FraZer Wright's premonition on the morning of this William Hill Scottish Cup fifth round tie that he would score came true as St Johnstone coasted into the quarter-finals with Forfar unable to overcome the difference in class.
Wright, who hit his side's second goal, had remembered that he had scored at Station Park when he was a Stranraer player but while Tommy Wright, his manager, was pleased a possible difficulty had been overcome on the artificial playing surface, there were no post-match predictions that the Saints might go all the way to the final.
"It's pleasing to win away from home and it's important that we're in the next round," he said. "We took control of the game in the second half and I was pleased for Michael O'Halloran, knocking on the door for a first-team place, that he took his goal well.

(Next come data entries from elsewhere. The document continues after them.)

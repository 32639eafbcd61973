//! Record classification and unit normalization.
//!
//! Every raw record is mapped to at most one [`Metric`] through a single
//! match on its HealthKit type identifier. Quantity records carry a numeric
//! value and a unit; categorical records (sleep, stand hours, mindful
//! sessions) are measured from their start and end timestamps instead.

use pulsebook_types::{Metric, date_part};

use crate::timestamp::{hours_between, minutes_between};

/// Sleep values that count as asleep. Staged values (`AsleepCore`,
/// `AsleepDeep`, `AsleepREM`, `AsleepUnspecified`) share this prefix.
const ASLEEP_PREFIX: &str = "HKCategoryValueSleepAnalysisAsleep";

/// Stand-hour value recorded for hours without standing activity.
const STAND_IDLE: &str = "HKCategoryValueAppleStandHourIdle";

/// An untyped record as found in the export.
#[derive(Debug, Clone, Default, PartialEq)]
pub struct RawRecord {
    /// HealthKit type identifier, e.g. `HKQuantityTypeIdentifierStepCount`.
    pub kind: String,
    /// Start timestamp, `YYYY-MM-DD HH:MM:SS +HHMM`.
    pub start: Option<String>,
    /// End timestamp.
    pub end: Option<String>,
    /// Numeric value or categorical value identifier.
    pub value: Option<String>,
    /// Unit of a numeric value.
    pub unit: Option<String>,
}

/// What kind of measurement a type identifier denotes.
#[derive(Debug, Clone, Copy, PartialEq, Eq)]
pub enum RecordKind {
    /// A numeric sample of the given metric.
    Quantity(Metric),
    /// A sleep interval; only asleep values count.
    SleepAnalysis,
    /// One hour of the stand ring.
    StandHour,
    /// A mindfulness session.
    MindfulSession,
}

impl RecordKind {
    /// Map a HealthKit type identifier to a record kind.
    ///
    /// Returns `None` for the many identifiers that have no series.
    ///
    /// ```
    /// use pulsebook_core::RecordKind;
    /// use pulsebook_types::Metric;
    ///
    /// assert_eq!(
    ///     RecordKind::from_identifier("HKQuantityTypeIdentifierStepCount"),
    ///     Some(RecordKind::Quantity(Metric::Steps))
    /// );
    /// assert_eq!(RecordKind::from_identifier("HKQuantityTypeIdentifierDietaryFiber"), None);
    /// ```
    #[must_use]
    pub fn from_identifier(identifier: &str) -> Option<Self> {
        let metric = match identifier {
            "HKCategoryTypeIdentifierSleepAnalysis" => return Some(RecordKind::SleepAnalysis),
            "HKCategoryTypeIdentifierAppleStandHour" => return Some(RecordKind::StandHour),
            "HKCategoryTypeIdentifierMindfulSession" => return Some(RecordKind::MindfulSession),
            "HKQuantityTypeIdentifierStepCount" => Metric::Steps,
            "HKQuantityTypeIdentifierDistanceWalkingRunning" => Metric::Distance,
            "HKQuantityTypeIdentifierFlightsClimbed" => Metric::FlightsClimbed,
            "HKQuantityTypeIdentifierActiveEnergyBurned" => Metric::ActiveEnergy,
            "HKQuantityTypeIdentifierBasalEnergyBurned" => Metric::RestingEnergy,
            "HKQuantityTypeIdentifierAppleExerciseTime" => Metric::ExerciseMinutes,
            "HKQuantityTypeIdentifierDietaryWater" => Metric::Water,
            "HKQuantityTypeIdentifierDietaryCaffeine" => Metric::Caffeine,
            "HKQuantityTypeIdentifierHeartRate" => Metric::HeartRate,
            "HKQuantityTypeIdentifierVO2Max" => Metric::Vo2Max,
            "HKQuantityTypeIdentifierRestingHeartRate" => Metric::RestingHeartRate,
            "HKQuantityTypeIdentifierHeartRateVariabilitySDNN" => Metric::HeartRateVariability,
            "HKQuantityTypeIdentifierBloodPressureSystolic" => Metric::BloodPressureSystolic,
            "HKQuantityTypeIdentifierBloodPressureDiastolic" => Metric::BloodPressureDiastolic,
            "HKQuantityTypeIdentifierBloodGlucose" => Metric::BloodGlucose,
            "HKQuantityTypeIdentifierBodyMass" => Metric::Weight,
            "HKQuantityTypeIdentifierBodyFatPercentage" => Metric::BodyFat,
            "HKQuantityTypeIdentifierBodyMassIndex" => Metric::Bmi,
            "HKQuantityTypeIdentifierRespiratoryRate" => Metric::RespiratoryRate,
            "HKQuantityTypeIdentifierOxygenSaturation" => Metric::OxygenSaturation,
            "HKQuantityTypeIdentifierBodyTemperature" => Metric::BodyTemperature,
            _ => return None,
        };
        Some(RecordKind::Quantity(metric))
    }
}

/// Why a record contributed nothing. None of these are errors.
#[derive(Debug, Clone, Copy, PartialEq, Eq, PartialOrd, Ord, Hash)]
pub enum SkipReason {
    /// The type identifier has no series.
    UnknownType,
    /// No `startDate` attribute.
    MissingStart,
    /// The value of a quantity record is missing or not a finite number.
    InvalidValue,
    /// A duration-based record has no `endDate`.
    MissingEnd,
    /// A timestamp could not be parsed, or the interval is negative.
    InvalidTimestamp,
    /// A categorical value that does not count (in bed, awake, idle hour).
    NotCounted,
}

impl SkipReason {
    /// Short label for logs and summaries.
    pub fn label(&self) -> &'static str {
        match self {
            SkipReason::UnknownType => "unknown type",
            SkipReason::MissingStart => "missing start date",
            SkipReason::InvalidValue => "invalid value",
            SkipReason::MissingEnd => "missing end date",
            SkipReason::InvalidTimestamp => "invalid timestamp",
            SkipReason::NotCounted => "not counted",
        }
    }
}

/// A classified record: which series it feeds and by how much.
#[derive(Debug, Clone, PartialEq)]
pub struct Observation<'a> {
    /// Target series.
    pub metric: Metric,
    /// Full start timestamp of the source record.
    pub timestamp: &'a str,
    /// Normalized, not yet rounded value.
    pub value: f64,
}

impl Observation<'_> {
    /// Key the value is filed under: the full timestamp for heart rate,
    /// the calendar date for everything else.
    pub fn key(&self) -> &str {
        match self.metric {
            Metric::HeartRate => self.timestamp,
            _ => date_part(self.timestamp),
        }
    }
}

/// Convert a quantity to the metric's canonical unit.
///
/// Conversions are single multiplications. Unknown units pass through
/// unchanged. Body fat and oxygen saturation stay fractional;
/// [`Metric::round_export_value`] scales them to percent.
///
/// ```
/// use pulsebook_core::normalize;
/// use pulsebook_types::Metric;
///
/// assert_eq!(normalize(Metric::Distance, 1.0, Some("mi")), 1.60934);
/// assert_eq!(normalize(Metric::Water, 1.0, Some("L")), 1000.0);
/// assert_eq!(normalize(Metric::BodyTemperature, 212.0, Some("degF")), 100.0);
/// ```
#[must_use]
pub fn normalize(metric: Metric, value: f64, unit: Option<&str>) -> f64 {
    match (metric, unit) {
        (Metric::Distance, Some("mi")) => value * 1.60934,
        (Metric::Water, Some("L")) => value * 1000.0,
        (Metric::Water, Some("fl_oz_us")) => value * 29.5735,
        (Metric::Weight, Some("lb")) => value * 0.453592,
        (Metric::BodyTemperature, Some("degF")) => (value - 32.0) * 5.0 / 9.0,
        _ => value,
    }
}

/// Parse a record value the way the export writes numbers.
///
/// Returns `None` for anything that is not a finite decimal number.
pub fn parse_number(raw: Option<&str>) -> Option<f64> {
    raw.and_then(|s| s.trim().parse::<f64>().ok())
        .filter(|v| v.is_finite())
}

/// Classify a raw record.
pub fn classify(record: &RawRecord) -> Result<Observation<'_>, SkipReason> {
    let kind = RecordKind::from_identifier(&record.kind).ok_or(SkipReason::UnknownType)?;
    let start = record
        .start
        .as_deref()
        .filter(|s| !s.trim().is_empty())
        .ok_or(SkipReason::MissingStart)?;

    match kind {
        RecordKind::Quantity(metric) => {
            let value =
                parse_number(record.value.as_deref()).ok_or(SkipReason::InvalidValue)?;
            Ok(Observation {
                metric,
                timestamp: start,
                value: normalize(metric, value, record.unit.as_deref()),
            })
        }
        RecordKind::SleepAnalysis => {
            let asleep = record
                .value
                .as_deref()
                .is_some_and(|v| v.starts_with(ASLEEP_PREFIX));
            if !asleep {
                return Err(SkipReason::NotCounted);
            }
            let end = record.end.as_deref().ok_or(SkipReason::MissingEnd)?;
            let hours = hours_between(start, end).ok_or(SkipReason::InvalidTimestamp)?;
            Ok(Observation {
                metric: Metric::Sleep,
                timestamp: start,
                value: hours,
            })
        }
        RecordKind::StandHour => {
            if record.value.as_deref() == Some(STAND_IDLE) {
                return Err(SkipReason::NotCounted);
            }
            Ok(Observation {
                metric: Metric::StandHours,
                timestamp: start,
                value: 1.0,
            })
        }
        RecordKind::MindfulSession => {
            let end = record.end.as_deref().ok_or(SkipReason::MissingEnd)?;
            let minutes = minutes_between(start, end).ok_or(SkipReason::InvalidTimestamp)?;
            Ok(Observation {
                metric: Metric::MindfulMinutes,
                timestamp: start,
                value: minutes,
            })
        }
    }
}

The lack of meaningful activity in the opening 20 minutes of a Station Park exposed to the swirling Angus winds had spectators musing on a variety of issues; that there were five former St Johnstone players in the Forfar ranks and that the combined ages of Rab Douglas and Steve Banks, the respective goalkeepers was 82, surely a record the residents of the nearby old folks home would have discussed over their cocoa as they watched The Voice last night.
Martyn Fotheringham's effort from the tightest of angles had Banks worried as the ball struck the post in 22 minutes, but two minutes later the visitors grabbed the opener as Stevie May hit his 21st goal of the season, hooking Lee Croft's corner kick, headed on by Gary McDonald, too far to Douglas's left and into the net.
The goal settled Saints whose use of the ball was superior to their opponents and, using Croft's pace on the right flank, they capitalised on more Forfar hesitancy as McDonald's header from the winger's cross was palmed away in acrobatic fashion by Douglas but only as far as Wright and he ensured the goalkeeper could not stop his header.
Had Odmar Faero's thrilling 30-yard drive struck gold for Forfar rather than the crossbar just 30 seconds into the second half, the League One side would have had the lift they needed, but even when Banks dived to punch clear Mark Baxter's inswinging cross moments later, as the towering figure of Chris Templeman lurked nearby, it was difficult to see how the Loons were to find a way back into this tie.
McDonald and Patrick Cregg controlled the midfield for the Perth side while David Wotherspoon's enterprise proved problematic for the home side and when his stinging shot from the edge of the area just after an hour had been played could only be parried by Douglas into the path of O'Halloran, the Scotland under-21 international, recruited last month from Bolton Wanderers, drilled the ball home on his first start for his new club.
By then, thoughts of a potential upset were but a distant, pre-match memory and when another Saints attack was mounted with 11 minutes remaining, another Croft cross was punched clear by Douglas but simply set up another of their new boys, James Dunne, whose strike from inside the area proved too much for the goalkeeper.
After the job was completed Dick Campbell, the Forfar manager, was his usual ebullient self as he analysed the conclusive defeat of his side.
"St Johnstone impressed me today," he said. "The first goal - from May - typified that player, it was a world-class goal.
"He hadn't kicked a ball up to that point and he goes and scores a goal like that.
"That's the difference between the two teams. They were way, way in front of us. I didn't realise they were as good a side as they are."